# A Question for Seasoned Harvesters



## popart (May 4, 2009)

I'm getting ready to harvest my first grow. They are at 8 weeks flowering, they are just bagseed grown under flouro with soil. 8 weeks since I put them to 12/12. I've been watching the trichs -- not really sure what I'm looking at, though. So - I just "sampled" a bud - and WOW - WAY BEYOND my expectations. Should I just go ahead and pick the buds, and put the plant back into vegging?


----------



## Flyinghigh (May 4, 2009)

popart said:
			
		

> I'm getting ready to harvest my first grow. They are at 8 weeks flowering, they are just bagseed grown under flouro with soil. 8 weeks since I put them to 12/12. I've been watching the trichs -- not really sure what I'm looking at, though. So - I just "sampled" a bud - and WOW - WAY BEYOND my expectations. Should I just go ahead and pick the buds, and put the plant back into vegging?


 
Youcan pick all the buds u want but afterwards ur plant is history and can not be re veg a plant like u want..


----------



## Budders Keeper (May 4, 2009)

Somewhere around here there is a thread about a snow white thats been revegged 4 times/harvests last I checked it...I'll see if I can find it.

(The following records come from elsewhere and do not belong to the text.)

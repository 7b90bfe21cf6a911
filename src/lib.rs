//! Tools for talking to Thermia Genesis heat pumps over Modbus TCP.

pub mod codec;
pub mod commands;
pub mod connection;
pub mod modbus;
pub mod output;
pub mod planner;
pub mod registers;
pub mod session;
pub mod store;
pub mod transport;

Couldn't find it...I coulda sworn it was by puffinafatty. ???


----------



## jb247 (May 4, 2009)

It can be tricky, but reveg is a possibility. I would do a search thru the grow guides to see how it is successfully done. You should not take more than two/thirds of the buds, leave as many leaves on the plant as you can. Some folks trim about 1/4 of the roots also, then repot. If you don't trim the roots then it is necessary to repot into a larger pot. Then put the plant back into the veg room, with a gradual ramping up of a high nitrogen nutrient. It takes several weeks for the plant to revert to veg stage, I usually do this when I have an exceptional plant that I have forgotten to take clones from, I reveg, take clones then get rid of the revegged plant, others keep the plant alive and simply throw it into flower again after several weeks. Hope this info helps you out...

Peace...j.b.


----------



## eastla_kushsmoka (May 5, 2009)

popart said:
			
		

> I'm getting ready to harvest my first grow. They are at 8 weeks flowering, they are just bagseed grown under flouro with soil. 8 weeks since I put them to 12/12. I've been watching the trichs -- not really sure what I'm looking at, though. So - I just "sampled" a bud - and WOW - WAY BEYOND my expectations. Should I just go ahead and pick the buds, and put the plant back into vegging?


 

dont lie to yourself you need atleast 3 more weeks if its a sativa


----------



## Lemmongrass (May 5, 2009)

give it >/=2 more weeks.  you CAN *EDIT*WAIT. just 2 more buddy. its soooo worth it. and its even more worth ti to keep it in a jar atleast 1-2 weeks before smoking.


----------



## Hick (May 5, 2009)

Flyinghigh said:
			
		

> Youcan pick all the buds u want but afterwards ur plant is history and can not be re veg a plant like u want..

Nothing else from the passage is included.